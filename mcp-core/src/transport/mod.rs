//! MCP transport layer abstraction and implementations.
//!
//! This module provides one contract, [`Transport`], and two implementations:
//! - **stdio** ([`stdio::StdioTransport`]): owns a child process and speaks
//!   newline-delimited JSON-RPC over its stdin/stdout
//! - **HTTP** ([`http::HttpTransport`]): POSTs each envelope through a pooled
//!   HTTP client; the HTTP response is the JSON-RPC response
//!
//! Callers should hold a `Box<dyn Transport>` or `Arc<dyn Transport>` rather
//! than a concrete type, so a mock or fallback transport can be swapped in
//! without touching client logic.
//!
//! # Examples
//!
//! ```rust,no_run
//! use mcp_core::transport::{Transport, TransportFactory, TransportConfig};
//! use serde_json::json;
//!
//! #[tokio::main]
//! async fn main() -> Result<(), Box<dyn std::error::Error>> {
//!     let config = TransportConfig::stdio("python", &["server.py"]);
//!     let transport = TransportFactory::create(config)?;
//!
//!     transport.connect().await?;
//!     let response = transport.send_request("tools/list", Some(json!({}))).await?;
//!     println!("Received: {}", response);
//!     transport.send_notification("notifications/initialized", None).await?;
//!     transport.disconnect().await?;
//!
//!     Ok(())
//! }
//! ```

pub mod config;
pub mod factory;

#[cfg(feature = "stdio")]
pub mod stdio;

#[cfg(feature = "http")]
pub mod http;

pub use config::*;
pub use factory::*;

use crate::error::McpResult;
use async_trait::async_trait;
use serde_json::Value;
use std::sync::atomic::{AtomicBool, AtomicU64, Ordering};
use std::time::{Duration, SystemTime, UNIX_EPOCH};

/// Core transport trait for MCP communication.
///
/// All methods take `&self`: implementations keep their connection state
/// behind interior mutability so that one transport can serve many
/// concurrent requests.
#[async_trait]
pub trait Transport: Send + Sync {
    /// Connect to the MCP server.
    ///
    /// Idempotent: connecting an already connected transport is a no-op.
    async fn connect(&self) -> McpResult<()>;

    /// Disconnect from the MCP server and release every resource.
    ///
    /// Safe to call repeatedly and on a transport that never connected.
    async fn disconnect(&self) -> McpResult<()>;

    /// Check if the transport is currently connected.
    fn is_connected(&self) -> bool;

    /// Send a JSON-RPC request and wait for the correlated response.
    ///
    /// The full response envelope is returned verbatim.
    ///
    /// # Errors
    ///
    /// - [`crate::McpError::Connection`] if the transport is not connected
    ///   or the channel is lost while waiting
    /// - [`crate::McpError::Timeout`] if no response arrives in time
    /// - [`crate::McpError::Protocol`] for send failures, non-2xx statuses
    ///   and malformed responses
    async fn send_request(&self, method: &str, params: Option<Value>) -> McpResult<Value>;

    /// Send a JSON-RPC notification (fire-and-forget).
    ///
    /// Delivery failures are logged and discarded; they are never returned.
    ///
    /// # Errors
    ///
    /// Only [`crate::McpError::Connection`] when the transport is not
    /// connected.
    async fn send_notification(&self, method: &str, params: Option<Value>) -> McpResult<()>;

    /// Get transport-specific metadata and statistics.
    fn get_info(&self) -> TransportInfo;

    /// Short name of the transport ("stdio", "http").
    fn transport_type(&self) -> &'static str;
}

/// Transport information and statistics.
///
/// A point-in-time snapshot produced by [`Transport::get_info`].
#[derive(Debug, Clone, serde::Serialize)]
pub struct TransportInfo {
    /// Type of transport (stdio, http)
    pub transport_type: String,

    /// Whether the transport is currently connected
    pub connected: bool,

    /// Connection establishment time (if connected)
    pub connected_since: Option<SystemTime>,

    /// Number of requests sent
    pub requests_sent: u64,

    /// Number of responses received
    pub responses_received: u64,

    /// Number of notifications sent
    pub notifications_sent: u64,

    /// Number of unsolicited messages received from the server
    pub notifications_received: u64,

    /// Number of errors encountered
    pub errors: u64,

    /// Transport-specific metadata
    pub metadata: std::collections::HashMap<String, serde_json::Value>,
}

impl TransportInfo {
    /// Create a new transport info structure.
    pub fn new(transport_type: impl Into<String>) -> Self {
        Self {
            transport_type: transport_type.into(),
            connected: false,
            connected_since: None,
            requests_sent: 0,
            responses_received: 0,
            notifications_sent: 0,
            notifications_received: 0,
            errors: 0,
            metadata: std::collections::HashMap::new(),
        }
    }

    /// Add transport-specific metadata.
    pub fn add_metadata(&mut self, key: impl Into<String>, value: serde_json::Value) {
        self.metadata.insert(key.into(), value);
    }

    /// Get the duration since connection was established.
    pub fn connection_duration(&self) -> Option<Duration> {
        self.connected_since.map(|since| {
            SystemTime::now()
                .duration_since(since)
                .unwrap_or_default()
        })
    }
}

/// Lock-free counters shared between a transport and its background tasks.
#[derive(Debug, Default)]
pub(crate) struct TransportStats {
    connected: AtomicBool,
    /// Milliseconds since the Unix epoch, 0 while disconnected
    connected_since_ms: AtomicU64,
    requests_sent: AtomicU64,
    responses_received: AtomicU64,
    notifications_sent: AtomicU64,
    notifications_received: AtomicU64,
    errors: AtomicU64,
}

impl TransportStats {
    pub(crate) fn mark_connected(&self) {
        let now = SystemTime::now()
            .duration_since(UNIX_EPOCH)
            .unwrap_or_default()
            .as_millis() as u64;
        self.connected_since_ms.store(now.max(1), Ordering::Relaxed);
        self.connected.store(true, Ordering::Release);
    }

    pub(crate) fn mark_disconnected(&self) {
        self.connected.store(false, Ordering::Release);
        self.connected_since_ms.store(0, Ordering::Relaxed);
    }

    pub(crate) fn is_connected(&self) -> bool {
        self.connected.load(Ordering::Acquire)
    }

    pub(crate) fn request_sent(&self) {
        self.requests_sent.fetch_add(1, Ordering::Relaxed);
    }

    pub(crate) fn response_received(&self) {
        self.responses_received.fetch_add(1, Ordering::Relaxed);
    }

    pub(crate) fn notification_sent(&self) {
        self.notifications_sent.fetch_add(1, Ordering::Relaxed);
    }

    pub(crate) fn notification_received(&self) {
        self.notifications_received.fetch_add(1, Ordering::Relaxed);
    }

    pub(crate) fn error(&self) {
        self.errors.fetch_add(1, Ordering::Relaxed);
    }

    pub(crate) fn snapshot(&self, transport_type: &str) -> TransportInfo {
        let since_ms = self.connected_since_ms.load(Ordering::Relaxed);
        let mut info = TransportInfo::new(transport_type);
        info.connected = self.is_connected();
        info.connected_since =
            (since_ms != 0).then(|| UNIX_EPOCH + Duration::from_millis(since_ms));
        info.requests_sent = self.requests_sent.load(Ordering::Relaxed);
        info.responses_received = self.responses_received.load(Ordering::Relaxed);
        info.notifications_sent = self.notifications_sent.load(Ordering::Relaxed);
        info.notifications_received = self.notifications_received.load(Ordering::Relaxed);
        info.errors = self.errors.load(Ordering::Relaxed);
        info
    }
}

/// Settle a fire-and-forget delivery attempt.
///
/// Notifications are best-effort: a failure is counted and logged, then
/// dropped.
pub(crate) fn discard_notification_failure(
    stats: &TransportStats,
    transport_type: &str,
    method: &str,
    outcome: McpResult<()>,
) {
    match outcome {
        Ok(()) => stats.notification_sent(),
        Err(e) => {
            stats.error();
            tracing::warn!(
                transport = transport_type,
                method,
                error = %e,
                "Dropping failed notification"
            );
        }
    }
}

= = = =

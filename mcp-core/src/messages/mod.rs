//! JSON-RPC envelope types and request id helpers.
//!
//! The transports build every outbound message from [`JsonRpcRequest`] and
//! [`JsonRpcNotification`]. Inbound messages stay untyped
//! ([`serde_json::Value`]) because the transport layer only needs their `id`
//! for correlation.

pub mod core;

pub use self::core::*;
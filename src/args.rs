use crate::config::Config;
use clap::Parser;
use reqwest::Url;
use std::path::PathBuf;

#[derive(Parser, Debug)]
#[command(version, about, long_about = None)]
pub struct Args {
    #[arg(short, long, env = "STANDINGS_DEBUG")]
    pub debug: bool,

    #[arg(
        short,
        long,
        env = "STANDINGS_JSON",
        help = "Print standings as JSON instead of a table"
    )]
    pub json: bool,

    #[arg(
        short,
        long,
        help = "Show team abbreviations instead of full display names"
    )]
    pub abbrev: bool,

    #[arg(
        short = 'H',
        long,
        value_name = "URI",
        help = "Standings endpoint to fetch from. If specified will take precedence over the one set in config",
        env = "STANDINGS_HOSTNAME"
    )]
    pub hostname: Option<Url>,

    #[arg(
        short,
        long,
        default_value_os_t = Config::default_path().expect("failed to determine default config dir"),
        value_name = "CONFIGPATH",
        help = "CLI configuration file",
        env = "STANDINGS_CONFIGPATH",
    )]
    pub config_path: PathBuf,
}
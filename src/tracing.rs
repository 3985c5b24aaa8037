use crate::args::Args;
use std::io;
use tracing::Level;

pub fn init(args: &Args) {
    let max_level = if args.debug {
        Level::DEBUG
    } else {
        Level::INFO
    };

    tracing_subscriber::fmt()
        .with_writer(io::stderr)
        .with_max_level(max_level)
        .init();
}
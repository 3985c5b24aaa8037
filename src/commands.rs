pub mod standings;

= = = =

HOW TO COMPLETE THIS TASK -
In the entries above, one line contains "pub(crate) fn is_connected(&self)" and another contains "pub(crate) fn response_received(&self)". Reproduce exactly those two lines and the lines between them, nothing else.

THE ANSWER -
    pub(crate) fn is_connected(&self) -> bool {
        self.connected.load(Ordering::Acquire)
    }

    pub(crate) fn request_sent(&self) {
        self.requests_sent.fetch_add(1, Ordering::Relaxed);
    }

    pub(crate) fn response_received(&self) {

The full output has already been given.